Supplementary measures could be:

Technical measures: These might include techniques such as encryption, anonymisation or pseudonymisation, or split or multi-party processing.

Contractual measures: These might include additional contractual provisions that impose obligations on audit, inspection and reporting, beach notification, and compliance support and co-operation.

Organisational measures: These might impose obligations on the data importer in respect of its policies, methods and procedures. The policies of the data importer must be sufficiently robust and include training for staff and effective security measures. A critical policy will be the data retention policy to ensure that the data processor has committed to keeping the transferred personal data only for so long as necessary, and then will return and destroy the personal data.

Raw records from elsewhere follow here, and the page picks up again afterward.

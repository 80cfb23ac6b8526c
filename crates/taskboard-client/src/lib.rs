//! Taskboard Client Core
//!
//! Layered architecture:
//! - http / transport: request dispatch with session renewal
//! - api: one typed client per backend resource
//! - session, collection, entity: state owners driven by the view layer
//!
//! Nothing in this crate knows about the DOM; the UI crate plugs its
//! signals in through [`state::StateCell`] and its browser storage through
//! [`storage::IdentityStorage`].

pub mod api;
pub mod collection;
pub mod config;
pub mod entity;
pub mod error;
pub mod http;
pub mod models;
pub mod session;
pub mod state;
pub mod storage;
pub mod transport;
pub mod validation;

#[cfg(test)]
pub(crate) mod testing;

pub use config::ClientConfig;
pub use error::{ApiError, ApiResult};
pub use http::HttpClient;
pub use state::{LocalState, StateCell};
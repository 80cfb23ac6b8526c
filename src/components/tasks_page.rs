//! Tasks Page
//!
//! One project's tasks: header with the server-side progress, search and
//! completion filters, the task list, and the create/edit modal.

use chrono::Local;
use gloo_timers::future::TimeoutFuture;
use leptos::prelude::*;
use leptos::task::spawn_local;
use taskboard_client::models::{Task, TaskFilters, TaskStats};

use super::{
    DeleteConfirmButton, ErrorBanner, FullPageError, LoadPhase, LoadingScreen, ModalMode, Pagination, ProgressBar, StatCard,
    TaskModal,
};
use crate::context::{AppContext, Route};
use crate::hooks::{use_project, use_tasks, ProjectOverviewHandle, TasksHandle};

const SEARCH_DEBOUNCE_MS: u32 = 300;

const COMPLETION_FILTERS: &[(Option<bool>, &str)] = &[(None, "All"), (Some(false), "Active"), (Some(true), "Completed")];

#[component]
pub fn TasksPage(project_id: i64) -> impl IntoView {
    let ctx = expect_context::<AppContext>();
    let overview = use_project(Some(project_id));
    let tasks = use_tasks(Some(project_id));
    let state = tasks.state();
    let project = overview.state();

    let mode = RwSignal::new(ModalMode::<i64>::Closed);
    let search = RwSignal::new(String::new());
    let completed = RwSignal::new(None::<bool>);
    let search_ticket = StoredValue::new(0u64);

    let apply_filters = move || {
        let search = search.with_untracked(|s| Some(s.trim().to_string()).filter(|s| !s.is_empty()));
        tasks.update_filters(TaskFilters {
            completed: completed.get_untracked(),
            search,
        });
    };

    // Only the last keystroke within the window triggers a fetch.
    let on_search = move |ev: web_sys::Event| {
        search.set(event_target_value(&ev));
        search_ticket.update_value(|n| *n += 1);
        let ticket = search_ticket.get_value();
        spawn_local(async move {
            TimeoutFuture::new(SEARCH_DEBOUNCE_MS).await;
            if search_ticket.try_get_value() == Some(ticket) {
                apply_filters();
            }
        });
    };

    let stats = Memo::new(move |_| state.with(|s| TaskStats::of(&s.items)));
    let header_progress = Signal::derive(move || {
        project.with(|p| p.entity.as_ref().map(|o| o.progress.progress_percentage)).unwrap_or(0)
    });

    // The page needs both the project and a first page of tasks.
    let phase = Memo::new(move |_| {
        let project_phase = project.with(|p| LoadPhase::of(p.entity.is_some(), p.loading, p.error.is_some()));
        let tasks_phase = state.with(|s| LoadPhase::of(s.loaded, s.loading, s.error.is_some()));
        match (project_phase, tasks_phase) {
            (LoadPhase::Failed, _) | (_, LoadPhase::Failed) => LoadPhase::Failed,
            (LoadPhase::Pending, _) | (_, LoadPhase::Pending) => LoadPhase::Pending,
            _ => LoadPhase::Ready,
        }
    });
    let blocking_error = Signal::derive(move || {
        project
            .with(|p| p.error.clone())
            .or_else(|| state.with(|s| s.error.clone()))
            .unwrap_or_default()
    });

    view! {
        <TaskModal project_id=project_id tasks=tasks overview=overview mode=mode />
        {move || match phase.get() {
            LoadPhase::Failed => view! {
                <FullPageError
                    message=blocking_error
                    on_retry=move |_| {
                        overview.reload();
                        tasks.refresh();
                    }
                />
            }
            .into_any(),
            LoadPhase::Pending => view! { <LoadingScreen label="Loading tasks..." /> }.into_any(),
            LoadPhase::Ready => view! {
                <div class="page tasks-page">
                    <header class="page-header">
                        <button class="icon-btn" title="Back to Projects" on:click=move |_| ctx.navigate(Route::Projects)>
                            "← Projects"
                        </button>
                        <div>
                            <h1>
                                {move || project.with(|p| p.entity.as_ref().map(|o| o.project.title.clone()))
                                    .unwrap_or_else(|| "Project Tasks".into())}
                            </h1>
                            <p class="subtitle">
                                {move || project.with(|p| p.entity.as_ref().and_then(|o| o.project.description.clone()))
                                    .unwrap_or_else(|| "Manage your project tasks efficiently".into())}
                            </p>
                        </div>
                        <button class="primary-btn" on:click=move |_| mode.set(ModalMode::Create)>"New Task"</button>
                    </header>

                    <div class="filters">
                        <input
                            type="search"
                            class="search-input"
                            placeholder="Search tasks..."
                            prop:value=move || search.get()
                            on:input=on_search
                        />
                        <Show when=move || state.with(|s| s.loading)>
                            <span class="inline-spinner"></span>
                        </Show>
                        <div class="filter-group">
                            {COMPLETION_FILTERS
                                .iter()
                                .map(|&(value, label)| view! {
                                    <button
                                        class=move || if completed.get() == value { "filter-btn active" } else { "filter-btn" }
                                        on:click=move |_| {
                                            completed.set(value);
                                            apply_filters();
                                        }
                                    >
                                        {label}
                                    </button>
                                })
                                .collect_view()}
                        </div>
                    </div>

                    <section class="stats">
                        <StatCard label="Total Tasks" value=Signal::derive(move || stats.get().total.to_string()) />
                        <StatCard label="Active" value=Signal::derive(move || stats.get().active.to_string()) />
                        <StatCard label="Completed" value=Signal::derive(move || stats.get().completed.to_string()) />
                    </section>

                    <ProgressBar percentage=header_progress />

                    <ErrorBanner message=Signal::derive(move || state.with(|s| s.error.clone())) />

                    <Show
                        when=move || state.with(|s| !s.items.is_empty())
                        fallback=|| view! {
                            <div class="empty-state">
                                <h3>"No tasks found"</h3>
                                <p>"Create a task or adjust your filters"</p>
                            </div>
                        }
                    >
                        <ul class="task-list">
                            <For
                                each=move || state.with(|s| s.items.clone())
                                key=|t| (t.id, t.title.clone(), t.description.clone(), t.due_date, t.completed)
                                let:task
                            >
                                <TaskCard task=task tasks=tasks overview=overview mode=mode />
                            </For>
                        </ul>
                    </Show>

                    <Pagination
                        page=Signal::derive(move || state.with(|s| s.query.page))
                        total_pages=Signal::derive(move || state.with(|s| s.total_pages))
                        has_previous=Signal::derive(move || state.with(|s| s.has_previous()))
                        has_next=Signal::derive(move || state.with(|s| s.has_next()))
                        size=Signal::derive(move || state.with(|s| s.query.size))
                        on_page=move |page| tasks.set_page(page)
                        on_size=move |size| tasks.set_size(size)
                    />
                </div>
            }
            .into_any(),
        }}
    }
}

#[component]
fn TaskCard(task: Task, tasks: TasksHandle, overview: ProjectOverviewHandle, mode: RwSignal<ModalMode<i64>>) -> impl IntoView {
    let id = task.id;
    let done = task.completed;
    let overdue = task.is_overdue(Local::now().date_naive());

    let on_toggle = move |_: web_sys::MouseEvent| {
        spawn_local(async move {
            match tasks.toggle_completion(id, !done).await {
                Ok(_) => overview.reload(),
                Err(err) => tracing::warn!(id, error = %err, "toggle failed"),
            }
        });
    };
    let on_delete = move |_: ()| {
        spawn_local(async move {
            match tasks.delete(id).await {
                Ok(()) => overview.reload(),
                Err(err) => tracing::warn!(id, error = %err, "task delete failed"),
            }
        });
    };

    let class = match (done, overdue) {
        (true, _) => "task-card completed",
        (false, true) => "task-card overdue",
        (false, false) => "task-card",
    };

    view! {
        <li class=class>
            <button
                class=if done { "toggle checked" } else { "toggle" }
                title=if done { "Mark as active" } else { "Mark Complete" }
                on:click=on_toggle
            >
                {if done { "✓" } else { "" }}
            </button>
            <div class="task-body">
                <h3>{task.title}</h3>
                {task.description.map(|d| view! { <p class="task-description">{d}</p> })}
                {task.due_date.map(|due| view! {
                    <p class="task-due">
                        {due.format("%b %-d, %Y").to_string()}
                        {overdue.then(|| view! { <span class="badge overdue">"Overdue"</span> })}
                    </p>
                })}
            </div>
            <div class="card-actions">
                <button class="edit-btn" on:click=move |_| mode.set(ModalMode::Edit(id))>"Edit Task"</button>
                <DeleteConfirmButton label="Delete Task" on_confirm=on_delete />
            </div>
        </li>
    }
}
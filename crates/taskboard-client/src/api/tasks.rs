//! Task Endpoints
//!
//! Tasks always live under a project, so every call takes the project id.

use std::rc::Rc;

use super::DEFAULT_SORT;
use crate::collection::{Page, PageQuery};
use crate::error::{ApiError, ApiResult};
use crate::http::{ApiRequest, HttpClient, Transport};
use crate::models::{Task, TaskFilters, TaskRequest};

pub struct TaskApi<T> {
    http: Rc<HttpClient<T>>,
}

impl<T> Clone for TaskApi<T> {
    fn clone(&self) -> Self {
        Self { http: self.http.clone() }
    }
}

impl<T: Transport> TaskApi<T> {
    pub fn new(http: Rc<HttpClient<T>>) -> Self {
        Self { http }
    }

    pub async fn list(&self, project_id: i64, query: &PageQuery<TaskFilters>) -> ApiResult<Page<Task>> {
        let mut request = ApiRequest::get(format!("/projects/{project_id}/tasks"))
            .query("page", query.page)
            .query("size", query.size)
            .query("sort", DEFAULT_SORT);
        for (key, value) in query.filters.query_pairs() {
            request = request.query(key, value);
        }
        self.http.fetch(request).await
    }

    pub async fn get(&self, project_id: i64, task_id: i64) -> ApiResult<Task> {
        self.http
            .fetch(ApiRequest::get(format!("/projects/{project_id}/tasks/{task_id}")))
            .await
    }

    pub async fn create(&self, project_id: i64, body: &TaskRequest) -> ApiResult<Task> {
        self.http
            .fetch(ApiRequest::post(format!("/projects/{project_id}/tasks")).json(body)?)
            .await
    }

    pub async fn update(&self, project_id: i64, task_id: i64, body: &TaskRequest) -> ApiResult<Task> {
        self.http
            .fetch(ApiRequest::put(format!("/projects/{project_id}/tasks/{task_id}")).json(body)?)
            .await
    }

    pub async fn delete(&self, project_id: i64, task_id: i64) -> ApiResult<()> {
        self.http
            .send(ApiRequest::delete(format!("/projects/{project_id}/tasks/{task_id}")))
            .await
    }

    pub async fn toggle_completion(&self, project_id: i64, task_id: i64, completed: bool) -> ApiResult<Task> {
        let request = ApiRequest::patch(format!("/projects/{project_id}/tasks/{task_id}/completion"))
            .query("completed", completed);
        self.http.fetch(request).await
    }
}

/// The tasks of one project, as a collection source.
///
/// The project id is optional because views may mount before it is known;
/// any operation needing it fails with [`ApiError::MissingIdentifier`].
pub struct ProjectTasks<T> {
    api: TaskApi<T>,
    project_id: Option<i64>,
}

impl<T> Clone for ProjectTasks<T> {
    fn clone(&self) -> Self {
        Self {
            api: self.api.clone(),
            project_id: self.project_id,
        }
    }
}

impl<T: Transport> ProjectTasks<T> {
    pub fn new(api: TaskApi<T>, project_id: Option<i64>) -> Self {
        Self { api, project_id }
    }

    pub fn api(&self) -> &TaskApi<T> {
        &self.api
    }

    pub fn project_id(&self) -> ApiResult<i64> {
        self.project_id.ok_or(ApiError::MissingIdentifier("project id"))
    }
}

The data exporter is ultimately responsible for assessing the effectiveness of the proposed supplementary measures.

The data exporter should re-evaluate, at appropriate intervals, the level of protection afforded to the personal data it has transferred to third countries and to monitor if there are any developments in the third country that may affect its initial assessment.

Other principles

The Privacy Commissioner for Personal Data (“PCPD”) has also stressed other principles that data exporters should take into account when conducting a cross-border data transfer. These include:

  1. A data exporter should always begin with due diligence on the intended data importer. The data exporter must satisfy itself that the data importer has the capability, competence, credentials, reputation and resources to meet the obligations imposed on it.

     
  2. A data exporter should adhere to principles of data transparency as part of its general commitment to good data ethics. As a matter of good practice, data exporters should consider notifying data subjects of the fact that their personal data may be transferred outside Hong Kong and the underlying grounds.

     
  3. The data exporter should consider taking legal advice in respect of its contractual arrangements with data importers to confirm that the provisions will be enforceable in the location of the data importer.

     
  4. The data exporter should keep proper records of all personal data that has been transferred, and also all efforts it has taken to fulfil requirements for cross-border data transfers.
     

Conclusion

There are a multitude of considerations in data transfers. In these circumstances, planning and process will support prevention and can help to avoid the pain and penalty that will follow if issues arise from cross-border data transfers. Hong Kong does not have an adequacy regime or statutory restrictions on cross-border data transfers. However, it is not true to say there are no protections under Hong Kong law in respect of cross-border data transfers. Data users must have a lawful basis under Hong Kong law for data transfers. Businesses need to be mindful of the obligations that exist, as well as best practice and ethical standards in their governance of personal data.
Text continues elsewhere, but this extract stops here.